Abstract
To compare growth and glycemic control in children with type 1 diabetes and silent celiac disease treated with a gluten-free diet for 1 year with those of similar age and gender with type 1 diabetes but without celiac disease, 16 type 1 diabetes patients with silent celiac disease were enrolled and each celiac disease-positive case was matched for age, sex, and duration of diabetes with two type 1 diabetes controls with negative serologic markers of celiac disease. All 16 children with positive celiac disease serology had histologic features consistent with celiac disease despite the absence of symptoms. The mean growth and metabolic control values were similar between children with type 1 diabetes and celiac disease and those with type 1 diabetes but without celiac disease. This study seems to suggest that the early diagnosis of celiac disease and initiation of a gluten-free diet may prevent further deterioration in the nutritional status of children with type 1 diabetes and celiac disease and may reduce the prospect of celiac disease complications without any impact on type 1 diabetes control.
Background
In children with type 1 diabetes (T1D), celiac disease (CD) is diagnosed more frequently than in the general population. 1 As the development of T1D usually precedes symptomatic CD, some guidelines recommend that systematic screening for CD should be periodically performed in all children with T1D, and, in positive cases, a gluten-free diet (GFD) should be initiated. 2 However, both the systematic screening and the GFD have been debated by several experts. 3 Most of the CD cases in T1D patients are silent has recently been reported that a portion of these patients tends to have CD serology that normalizes and does not develop the overt disease. 4 Moreover, children with T1D frequently have relevant eating problems, 5 which predispose them to poor adherence to the GFD. 6 Finally, the influence of a GFD on growth and metabolic control in children with T1D is uncertain. In some previous studies, the effect of a GFD on symptoms, growth, and metabolic control has been investigated, but with inconsistent results.6–10 The main aim of this study was to compare growth and glycemic control in children with T1D and asymptomatic CD treated with a GFD with those in controls of a similar age and gender with T1D but without CD in order to assess the importance of a systematic screening for CD in all the patients with T1D and the impact of GFD on patients with both diseases.
Methods
Study design
This was a case-control study in which a total of 48 T1D patients were enrolled, 32 without any evidence of CD, and 16 with silent CD, defined as a condition in which patients do not complain of any symptoms, but still experience villous atrophy damage to their small intestine. In the Regional Center for Children with T1D at the Pediatric Clinic of the Università degli Studi di Perugia, Perugia, Italy, all of the children with T1D underwent antibody screening for CD beginning at the first year of diagnosis to examine the dosage of IgA-anti-tissue transglutaminase (anti-tTG) antibodies and anti-endomysial antibodies (EMA) by immunoassay. Those positive for anti-tTG (tTG ⩾ 2.0 U/mL) and/or EMA test underwent a duodenal–jejunal biopsy, even if asymptomatic. Patients with histologic features of CD (i.e. evidence of villous atrophy with crypt hyperplasia and an increase in intraepithelial lymphocytes) started a GFD. All T1D patients were monitored with clinic visits and glucose metabolism evaluation once every 3 months, whereas the anti-tTG and EMA serum concentrations were tested annually. Dietary adherence was assessed at each visit according to the method described by Assor et al. 11 that includes a comprehensive dietary interview with alternating 3-day food records and typical day recalls and the application of the Celiac Dietary Adherence test. In addition, it was indirectly evaluated through the trend of CD serologic markers.

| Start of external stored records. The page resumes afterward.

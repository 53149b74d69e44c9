pub mod api;

use axum::{http::HeaderValue, routing::get, Router};
use std::sync::Arc;
use tower_http::cors::{AllowOrigin, Any, CorsLayer};
use tower_http::trace::TraceLayer;
use tracing::warn;
use utoipa::OpenApi;
use utoipa_swagger_ui::SwaggerUi;

use crate::{config::Config, docs::ApiDoc, ws::{relay_handler, RelayHub}};
pub use api::create_api_routes;

/// The full HTTP surface of the relay
pub fn build_router(hub: Arc<RelayHub>, config: &Config) -> Router {
    let relay = Router::<Arc<RelayHub>>::new()
        .route("/ws/:channel", get(relay_handler))
        .with_state(hub.clone());

    Router::new()
        .nest("/api", create_api_routes(hub))
        .merge(relay)
        .merge(SwaggerUi::new("/swagger").url("/api-docs/openapi.json", ApiDoc::openapi()))
        .layer(cors_layer(config))
        .layer(TraceLayer::new_for_http())
}

fn cors_layer(config: &Config) -> CorsLayer {
    let origins: Vec<HeaderValue> = config
        .allowed_origins()
        .into_iter()
        .filter_map(|origin| match origin.parse() {
            Ok(value) => Some(value),
            Err(_) => {
                warn!("Ignoring invalid CORS origin {}", origin);
                None
            }
        })
        .collect();

    if !origins.is_empty() {
        CorsLayer::new().allow_origin(AllowOrigin::list(origins)).allow_methods(Any).allow_headers(Any)
    } else if config.is_development() {
        CorsLayer::permissive()
    } else {
        CorsLayer::new()
    }
}

#[cfg(test)]
mod tests {
    use super::*;
    use axum::body::{to_bytes, Body};
    use axum::http::{Request, StatusCode};
    use tower::ServiceExt;

    fn router() -> Router {
        let hub = Arc::new(RelayHub::new(16));
        build_router(hub, &Config::default())
    }

    #[tokio::test]
    async fn health_reports_service() {
        let response = router()
            .oneshot(Request::builder().uri("/api/health").body(Body::empty()).unwrap())
            .await
            .unwrap();
        assert_eq!(response.status(), StatusCode::OK);
        let body = to_bytes(response.into_body(), usize::MAX).await.unwrap();
        let json: serde_json::Value = serde_json::from_slice(&body).unwrap();
        assert_eq!(json["status"], "ok");
        assert_eq!(json["service"], "nexus-sync");
    }

    #[tokio::test]
    async fn diagnostics_start_empty() {
        let response = router()
            .oneshot(Request::builder().uri("/api/v1/diagnostics").body(Body::empty()).unwrap())
            .await
            .unwrap();
        assert_eq!(response.status(), StatusCode::OK);
        let body = to_bytes(response.into_body(), usize::MAX).await.unwrap();
        let json: serde_json::Value = serde_json::from_slice(&body).unwrap();
        assert_eq!(json["n_conn"], 0);
        assert_eq!(json["n_channels"], 0);
        assert_eq!(json["frames_relayed"], 0);
    }

    #[tokio::test]
    async fn openapi_lists_relay_endpoint() {
        let doc = ApiDoc::openapi();
        assert!(doc.paths.paths.contains_key("/ws/{channel}"));
        assert!(doc.paths.paths.contains_key("/api/v1/diagnostics"));
    }
}
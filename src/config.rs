use serde::{Deserialize, Serialize};
use std::time::Duration;
use tracing::{info, error};

use crate::sync::SyncSettings;

/// Application configuration
#[derive(Debug, Clone, Deserialize, Serialize)]
pub struct Config {
    /// Server host address
    #[serde(default = "default_host")]
    pub host: String,

    /// Server port
    #[serde(default = "default_port")]
    pub port: u16,

    /// Environment (dev, staging, prod)
    #[serde(default = "default_environment")]
    pub environment: String,

    /// CORS allowed origins, comma separated
    pub cors_origins: Option<String>,

    /// Log level
    #[serde(default = "default_log_level")]
    pub log_level: String,

    #[serde(default = "default_service_name")]
    pub service_name: String,

    /// Frames buffered per relay channel before slow members start lagging
    #[serde(default = "default_channel_capacity")]
    pub channel_capacity: usize,

    /// Typing indicators expire after this long without a refresh
    #[serde(default = "default_presence_timeout_ms")]
    pub presence_timeout_ms: u64,

    /// Minimum spacing between two outgoing typing signals
    #[serde(default = "default_typing_throttle_ms")]
    pub typing_throttle_ms: i64,
}

impl Config {
    /// Load configuration from environment variables or app.env file
    pub fn load() -> Result<Self, ConfigError> {
        // Try to load from app.env file first
        if std::path::Path::new("app.env").exists() {
            dotenvy::from_filename("app.env").ok();
        } else {
            dotenvy::dotenv().ok();
        }

        match envy::from_env::<Config>() {
            Ok(config) => {
                info!("Configuration loaded successfully");
                Ok(config)
            }
            Err(e) => {
                error!("Failed to load configuration: {}", e);
                Err(ConfigError::EnvError(e))
            }
        }
    }

    /// Get the full server address
    pub fn server_address(&self) -> String {
        format!("{}:{}", self.host, self.port)
    }

    /// Check if running in development mode
    pub fn is_development(&self) -> bool {
        self.environment.to_lowercase() == "dev" || self.environment.to_lowercase() == "development"
    }

    /// Tracing filter used when `RUST_LOG` is not set; `log_level` applies to this crate
    pub fn log_filter(&self) -> String {
        format!("nexus_sync={},tower_http=debug,axum::rejection=trace,info", self.log_level)
    }

    /// Origins allowed by CORS, empty when unset
    pub fn allowed_origins(&self) -> Vec<String> {
        self.cors_origins
            .as_deref()
            .map(|origins| {
                origins
                    .split(',')
                    .map(str::trim)
                    .filter(|o| !o.is_empty())
                    .map(str::to_string)
                    .collect()
            })
            .unwrap_or_default()
    }

    pub fn sync_settings(&self) -> SyncSettings {
        SyncSettings {
            presence_timeout: Duration::from_millis(self.presence_timeout_ms),
            typing_throttle_ms: self.typing_throttle_ms,
        }
    }
}

impl Default for Config {
    fn default() -> Self {
        Self {
            host: default_host(),
            port: default_port(),
            environment: default_environment(),
            log_level: default_log_level(),
            cors_origins: None,
            service_name: default_service_name(),
            channel_capacity: default_channel_capacity(),
            presence_timeout_ms: default_presence_timeout_ms(),
            typing_throttle_ms: default_typing_throttle_ms(),
        }
    }
}

#[derive(Debug)]
pub enum ConfigError {
    EnvError(envy::Error),
}

impl std::fmt::Display for ConfigError {
    fn fmt(&self, f: &mut std::fmt::Formatter<'_>) -> std::fmt::Result {
        match self {
            ConfigError::EnvError(e) => write!(f, "Environment variable error: {}", e),
        }
    }
}

impl std::error::Error for ConfigError {}

// Default value functions
fn default_host() -> String {
    "0.0.0.0".to_string()
}

fn default_port() -> u16 {
    3000
}

fn default_log_level() -> String {
    "info".to_string()
}

fn default_service_name() -> String {
    "nexus-sync".to_string()
}

fn default_environment() -> String {
    "development".to_string()
}

fn default_channel_capacity() -> usize {
    64
}

fn default_presence_timeout_ms() -> u64 {
    3000
}

fn default_typing_throttle_ms() -> i64 {
    500
}

#[cfg(test)]
mod tests {
    use super::*;

    #[test]
    fn defaults_match_sync_contract() {
        let config = Config::default();
        let settings = config.sync_settings();
        assert_eq!(settings.presence_timeout, Duration::from_millis(3000));
        assert_eq!(settings.typing_throttle_ms, 500);
        assert_eq!(config.server_address(), "0.0.0.0:3000");
        assert!(config.is_development());
    }

    #[test]
    fn env_values_override_defaults() {
        let vars = vec![
            ("PORT".to_string(), "8080".to_string()),
            ("PRESENCE_TIMEOUT_MS".to_string(), "1500".to_string()),
            ("CORS_ORIGINS".to_string(), "http://localhost:5173, https://nexus.example".to_string()),
        ];
        let config: Config = envy::from_iter(vars).unwrap();
        assert_eq!(config.port, 8080);
        assert_eq!(config.presence_timeout_ms, 1500);
        assert_eq!(config.typing_throttle_ms, 500);
        assert_eq!(config.allowed_origins(), vec!["http://localhost:5173", "https://nexus.example"]);
    }

    #[test]
    fn log_level_sets_crate_filter() {
        let vars = vec![("LOG_LEVEL".to_string(), "trace".to_string())];
        let config: Config = envy::from_iter(vars).unwrap();
        assert_eq!(config.log_filter(), "nexus_sync=trace,tower_http=debug,axum::rejection=trace,info");
        assert!(Config::default().log_filter().starts_with("nexus_sync=info,"));
    }
}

All of the children with T1D and asymptomatic CD were included in the study after CD confirmation by biopsy, and each case was matched for age, sex, and T1D duration with two subjects followed in the same Center who were CD negative. Medical records of all patients were examined, and data for demographic characteristics, body mass index (BMI), BMI standard deviation score (SDS), glycated hemoglobin (HbA1c), and daily insulin dose were extracted during the year before (T0) and the year after (T1) the diagnosis of CD and the beginning of GFD.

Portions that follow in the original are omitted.